• PROBLEM DESCRIPTION
Return all lines in the material below that contain "every".

###

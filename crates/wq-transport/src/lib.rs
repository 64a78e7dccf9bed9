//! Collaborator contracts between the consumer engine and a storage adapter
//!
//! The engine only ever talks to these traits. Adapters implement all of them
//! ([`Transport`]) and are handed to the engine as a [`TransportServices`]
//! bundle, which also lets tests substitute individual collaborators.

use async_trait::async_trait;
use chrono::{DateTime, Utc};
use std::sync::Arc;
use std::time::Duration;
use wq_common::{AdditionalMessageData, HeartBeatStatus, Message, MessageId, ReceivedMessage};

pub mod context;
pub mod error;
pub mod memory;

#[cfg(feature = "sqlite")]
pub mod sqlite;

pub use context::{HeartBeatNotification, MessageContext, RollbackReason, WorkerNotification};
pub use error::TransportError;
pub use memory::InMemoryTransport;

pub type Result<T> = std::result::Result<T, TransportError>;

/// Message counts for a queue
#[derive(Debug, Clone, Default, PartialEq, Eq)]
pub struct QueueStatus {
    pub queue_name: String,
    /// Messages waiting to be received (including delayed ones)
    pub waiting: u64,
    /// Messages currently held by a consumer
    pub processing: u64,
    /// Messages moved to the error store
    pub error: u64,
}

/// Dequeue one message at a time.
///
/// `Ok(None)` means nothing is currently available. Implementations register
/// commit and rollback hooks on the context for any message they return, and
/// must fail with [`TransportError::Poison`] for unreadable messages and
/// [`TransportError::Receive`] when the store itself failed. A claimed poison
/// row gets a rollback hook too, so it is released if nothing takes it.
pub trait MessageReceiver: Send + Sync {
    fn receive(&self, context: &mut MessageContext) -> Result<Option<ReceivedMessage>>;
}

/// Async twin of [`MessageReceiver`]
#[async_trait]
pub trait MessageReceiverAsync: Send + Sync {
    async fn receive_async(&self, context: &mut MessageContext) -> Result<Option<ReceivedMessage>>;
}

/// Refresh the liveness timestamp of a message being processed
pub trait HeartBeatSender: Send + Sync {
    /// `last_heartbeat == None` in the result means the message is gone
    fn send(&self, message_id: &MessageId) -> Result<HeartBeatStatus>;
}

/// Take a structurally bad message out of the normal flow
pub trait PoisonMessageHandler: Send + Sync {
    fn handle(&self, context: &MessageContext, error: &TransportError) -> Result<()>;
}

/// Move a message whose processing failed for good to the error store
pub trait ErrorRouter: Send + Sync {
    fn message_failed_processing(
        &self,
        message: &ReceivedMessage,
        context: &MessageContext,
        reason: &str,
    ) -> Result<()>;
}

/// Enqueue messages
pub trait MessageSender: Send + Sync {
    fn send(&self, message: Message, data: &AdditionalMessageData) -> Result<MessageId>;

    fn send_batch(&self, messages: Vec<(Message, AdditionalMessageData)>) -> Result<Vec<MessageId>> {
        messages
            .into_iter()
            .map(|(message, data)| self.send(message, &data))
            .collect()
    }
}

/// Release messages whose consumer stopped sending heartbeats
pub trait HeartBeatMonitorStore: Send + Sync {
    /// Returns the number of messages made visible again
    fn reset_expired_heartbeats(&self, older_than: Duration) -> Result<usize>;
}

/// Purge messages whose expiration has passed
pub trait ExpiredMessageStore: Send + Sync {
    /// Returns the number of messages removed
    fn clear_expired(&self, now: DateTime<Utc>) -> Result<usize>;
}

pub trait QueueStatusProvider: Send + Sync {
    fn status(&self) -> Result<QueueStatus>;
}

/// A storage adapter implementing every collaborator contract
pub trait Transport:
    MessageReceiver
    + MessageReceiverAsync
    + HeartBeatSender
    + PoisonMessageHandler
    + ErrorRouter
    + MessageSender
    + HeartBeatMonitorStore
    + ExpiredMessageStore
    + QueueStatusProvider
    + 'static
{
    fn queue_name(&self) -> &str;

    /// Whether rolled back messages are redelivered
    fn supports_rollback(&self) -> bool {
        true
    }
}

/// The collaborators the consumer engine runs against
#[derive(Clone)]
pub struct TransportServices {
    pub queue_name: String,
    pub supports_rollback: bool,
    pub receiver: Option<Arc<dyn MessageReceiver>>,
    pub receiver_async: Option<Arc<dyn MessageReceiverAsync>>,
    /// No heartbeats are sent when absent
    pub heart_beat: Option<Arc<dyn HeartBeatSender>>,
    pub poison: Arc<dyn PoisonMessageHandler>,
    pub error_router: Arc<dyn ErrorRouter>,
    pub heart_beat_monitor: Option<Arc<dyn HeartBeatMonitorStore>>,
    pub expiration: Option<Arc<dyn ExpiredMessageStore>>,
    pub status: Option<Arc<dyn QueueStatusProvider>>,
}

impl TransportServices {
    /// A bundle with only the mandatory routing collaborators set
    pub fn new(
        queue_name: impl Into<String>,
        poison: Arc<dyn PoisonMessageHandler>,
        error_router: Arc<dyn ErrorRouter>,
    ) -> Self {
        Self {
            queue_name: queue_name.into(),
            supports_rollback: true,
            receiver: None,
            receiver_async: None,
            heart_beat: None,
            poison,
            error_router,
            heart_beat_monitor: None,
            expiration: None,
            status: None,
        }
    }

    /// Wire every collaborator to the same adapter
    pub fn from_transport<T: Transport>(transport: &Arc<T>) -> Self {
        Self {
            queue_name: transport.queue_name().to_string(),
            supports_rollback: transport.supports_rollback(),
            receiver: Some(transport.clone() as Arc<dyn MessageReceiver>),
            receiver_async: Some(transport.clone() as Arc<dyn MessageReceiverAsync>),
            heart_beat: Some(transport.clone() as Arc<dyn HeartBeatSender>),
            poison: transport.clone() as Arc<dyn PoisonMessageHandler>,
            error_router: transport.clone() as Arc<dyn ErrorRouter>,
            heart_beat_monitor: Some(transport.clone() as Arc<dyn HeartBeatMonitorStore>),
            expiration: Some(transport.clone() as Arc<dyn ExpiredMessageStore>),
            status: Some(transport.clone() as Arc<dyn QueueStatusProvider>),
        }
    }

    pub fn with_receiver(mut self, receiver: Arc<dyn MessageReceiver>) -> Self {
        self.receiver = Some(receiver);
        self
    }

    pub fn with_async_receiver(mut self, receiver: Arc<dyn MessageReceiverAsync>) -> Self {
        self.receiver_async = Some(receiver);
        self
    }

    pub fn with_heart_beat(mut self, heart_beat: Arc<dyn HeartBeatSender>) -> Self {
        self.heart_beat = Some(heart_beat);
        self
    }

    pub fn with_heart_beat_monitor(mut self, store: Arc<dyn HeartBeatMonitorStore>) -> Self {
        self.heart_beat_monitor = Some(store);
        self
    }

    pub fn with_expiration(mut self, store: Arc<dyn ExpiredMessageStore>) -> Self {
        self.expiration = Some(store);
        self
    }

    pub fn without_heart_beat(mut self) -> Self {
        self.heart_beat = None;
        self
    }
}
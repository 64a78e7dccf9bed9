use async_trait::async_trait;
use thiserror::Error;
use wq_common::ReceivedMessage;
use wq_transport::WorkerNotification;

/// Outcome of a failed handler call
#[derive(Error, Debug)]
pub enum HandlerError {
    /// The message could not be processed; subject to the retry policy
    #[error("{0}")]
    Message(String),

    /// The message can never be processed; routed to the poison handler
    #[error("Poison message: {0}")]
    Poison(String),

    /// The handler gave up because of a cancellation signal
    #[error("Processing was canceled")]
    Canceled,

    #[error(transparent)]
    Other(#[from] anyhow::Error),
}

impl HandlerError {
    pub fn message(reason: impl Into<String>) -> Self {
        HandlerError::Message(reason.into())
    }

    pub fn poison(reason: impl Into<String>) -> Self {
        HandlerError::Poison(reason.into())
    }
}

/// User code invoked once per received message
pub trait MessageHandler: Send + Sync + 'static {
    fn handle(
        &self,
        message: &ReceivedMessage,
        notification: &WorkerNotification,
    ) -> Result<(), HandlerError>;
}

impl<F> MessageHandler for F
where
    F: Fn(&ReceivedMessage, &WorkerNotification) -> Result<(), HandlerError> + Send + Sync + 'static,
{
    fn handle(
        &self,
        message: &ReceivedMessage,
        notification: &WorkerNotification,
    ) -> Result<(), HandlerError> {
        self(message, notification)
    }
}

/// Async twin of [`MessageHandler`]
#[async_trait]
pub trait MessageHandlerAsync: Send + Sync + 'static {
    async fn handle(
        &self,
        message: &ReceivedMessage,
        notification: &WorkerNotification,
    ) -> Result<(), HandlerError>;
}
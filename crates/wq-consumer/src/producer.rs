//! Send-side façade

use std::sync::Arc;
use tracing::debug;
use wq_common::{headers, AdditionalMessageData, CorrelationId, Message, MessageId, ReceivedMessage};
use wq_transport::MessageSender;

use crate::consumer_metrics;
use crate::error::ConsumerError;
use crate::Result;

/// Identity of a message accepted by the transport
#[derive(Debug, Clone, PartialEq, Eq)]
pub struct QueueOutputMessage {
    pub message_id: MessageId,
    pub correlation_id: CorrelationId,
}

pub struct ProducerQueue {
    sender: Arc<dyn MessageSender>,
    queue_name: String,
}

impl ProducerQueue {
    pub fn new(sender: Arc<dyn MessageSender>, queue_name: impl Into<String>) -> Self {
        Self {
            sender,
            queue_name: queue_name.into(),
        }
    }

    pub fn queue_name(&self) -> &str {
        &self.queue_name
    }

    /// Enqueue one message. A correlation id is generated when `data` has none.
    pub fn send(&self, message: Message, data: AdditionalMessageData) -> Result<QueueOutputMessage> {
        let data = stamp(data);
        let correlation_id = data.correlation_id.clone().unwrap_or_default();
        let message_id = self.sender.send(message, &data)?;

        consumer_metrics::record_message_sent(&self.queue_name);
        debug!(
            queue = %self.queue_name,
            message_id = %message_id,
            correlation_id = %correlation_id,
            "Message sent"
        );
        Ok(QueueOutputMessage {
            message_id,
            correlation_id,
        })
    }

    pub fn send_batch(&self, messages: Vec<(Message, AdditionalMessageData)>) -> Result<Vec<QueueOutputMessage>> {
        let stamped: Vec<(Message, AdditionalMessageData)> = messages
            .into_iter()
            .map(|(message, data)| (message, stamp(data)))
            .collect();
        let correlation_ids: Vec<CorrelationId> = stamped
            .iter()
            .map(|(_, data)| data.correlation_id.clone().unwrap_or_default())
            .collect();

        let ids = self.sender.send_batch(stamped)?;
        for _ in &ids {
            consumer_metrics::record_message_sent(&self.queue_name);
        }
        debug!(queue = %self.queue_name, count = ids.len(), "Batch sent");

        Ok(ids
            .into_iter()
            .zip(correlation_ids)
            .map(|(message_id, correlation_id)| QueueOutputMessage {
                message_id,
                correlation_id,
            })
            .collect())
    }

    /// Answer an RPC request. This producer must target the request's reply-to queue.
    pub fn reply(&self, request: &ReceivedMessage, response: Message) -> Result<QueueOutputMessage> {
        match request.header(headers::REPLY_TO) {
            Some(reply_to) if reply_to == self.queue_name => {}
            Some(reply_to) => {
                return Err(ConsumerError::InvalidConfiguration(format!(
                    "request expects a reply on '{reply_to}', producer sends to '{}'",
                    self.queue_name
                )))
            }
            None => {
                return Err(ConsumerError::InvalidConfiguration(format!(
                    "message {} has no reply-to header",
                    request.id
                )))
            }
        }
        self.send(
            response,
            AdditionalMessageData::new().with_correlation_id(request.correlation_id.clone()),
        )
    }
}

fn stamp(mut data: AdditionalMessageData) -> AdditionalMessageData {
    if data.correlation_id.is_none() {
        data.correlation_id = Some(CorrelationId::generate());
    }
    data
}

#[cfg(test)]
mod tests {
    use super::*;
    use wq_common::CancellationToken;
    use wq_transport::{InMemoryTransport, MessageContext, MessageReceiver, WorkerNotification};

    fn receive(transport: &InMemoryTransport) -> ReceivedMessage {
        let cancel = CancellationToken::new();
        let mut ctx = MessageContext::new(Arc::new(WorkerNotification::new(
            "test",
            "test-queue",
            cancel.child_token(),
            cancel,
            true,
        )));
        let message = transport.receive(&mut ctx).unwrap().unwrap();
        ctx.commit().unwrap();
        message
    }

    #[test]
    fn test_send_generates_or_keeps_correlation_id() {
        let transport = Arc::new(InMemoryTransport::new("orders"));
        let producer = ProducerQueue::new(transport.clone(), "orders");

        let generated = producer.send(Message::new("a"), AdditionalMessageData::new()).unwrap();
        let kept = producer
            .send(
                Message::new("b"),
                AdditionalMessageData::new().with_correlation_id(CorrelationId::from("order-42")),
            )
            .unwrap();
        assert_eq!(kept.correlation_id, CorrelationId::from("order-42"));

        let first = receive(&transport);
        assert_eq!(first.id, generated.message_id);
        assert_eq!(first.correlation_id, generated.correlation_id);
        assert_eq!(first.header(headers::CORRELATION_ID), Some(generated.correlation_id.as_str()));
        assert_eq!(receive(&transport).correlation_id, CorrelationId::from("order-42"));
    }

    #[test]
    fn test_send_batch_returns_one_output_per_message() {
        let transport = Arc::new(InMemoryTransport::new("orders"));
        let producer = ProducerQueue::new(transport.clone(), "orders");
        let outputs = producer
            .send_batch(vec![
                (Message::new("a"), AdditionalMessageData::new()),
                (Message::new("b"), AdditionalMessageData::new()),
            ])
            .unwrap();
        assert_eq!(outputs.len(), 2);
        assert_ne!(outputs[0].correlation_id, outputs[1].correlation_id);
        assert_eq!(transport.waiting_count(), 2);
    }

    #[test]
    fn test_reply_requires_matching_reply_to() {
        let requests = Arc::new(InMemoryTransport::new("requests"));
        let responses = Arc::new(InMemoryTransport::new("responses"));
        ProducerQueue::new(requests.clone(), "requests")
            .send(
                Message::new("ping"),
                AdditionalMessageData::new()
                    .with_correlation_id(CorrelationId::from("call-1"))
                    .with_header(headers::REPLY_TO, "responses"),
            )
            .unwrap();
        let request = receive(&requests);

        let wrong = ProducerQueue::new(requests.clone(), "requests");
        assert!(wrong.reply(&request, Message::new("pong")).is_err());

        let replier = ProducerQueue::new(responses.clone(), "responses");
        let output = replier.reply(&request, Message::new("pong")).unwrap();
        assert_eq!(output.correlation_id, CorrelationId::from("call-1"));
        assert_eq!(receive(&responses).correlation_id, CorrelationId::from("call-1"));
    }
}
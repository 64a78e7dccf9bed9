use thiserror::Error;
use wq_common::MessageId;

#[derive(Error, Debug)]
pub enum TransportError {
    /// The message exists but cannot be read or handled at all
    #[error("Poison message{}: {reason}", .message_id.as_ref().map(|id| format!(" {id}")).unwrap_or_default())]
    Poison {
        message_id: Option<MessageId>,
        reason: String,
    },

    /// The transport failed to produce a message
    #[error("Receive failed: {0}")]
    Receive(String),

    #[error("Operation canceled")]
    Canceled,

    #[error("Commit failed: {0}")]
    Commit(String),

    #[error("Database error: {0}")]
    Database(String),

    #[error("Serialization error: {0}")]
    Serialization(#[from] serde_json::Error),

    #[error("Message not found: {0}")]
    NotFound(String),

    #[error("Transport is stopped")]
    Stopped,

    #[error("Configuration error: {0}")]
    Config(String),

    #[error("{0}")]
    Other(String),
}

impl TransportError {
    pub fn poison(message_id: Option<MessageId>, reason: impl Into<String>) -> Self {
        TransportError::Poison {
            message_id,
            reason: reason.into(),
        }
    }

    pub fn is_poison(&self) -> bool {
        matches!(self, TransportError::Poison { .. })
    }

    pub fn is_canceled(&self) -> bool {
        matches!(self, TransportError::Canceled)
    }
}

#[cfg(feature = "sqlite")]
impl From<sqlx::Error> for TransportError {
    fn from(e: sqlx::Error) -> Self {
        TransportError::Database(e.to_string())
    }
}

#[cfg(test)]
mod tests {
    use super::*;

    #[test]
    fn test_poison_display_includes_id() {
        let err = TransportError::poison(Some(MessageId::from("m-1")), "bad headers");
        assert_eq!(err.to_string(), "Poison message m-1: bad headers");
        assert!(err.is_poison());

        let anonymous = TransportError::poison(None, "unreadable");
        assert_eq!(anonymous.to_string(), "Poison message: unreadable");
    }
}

###

• RESPONSE
/// A storage adapter implementing every collaborator contract
    /// Wire every collaborator to the same adapter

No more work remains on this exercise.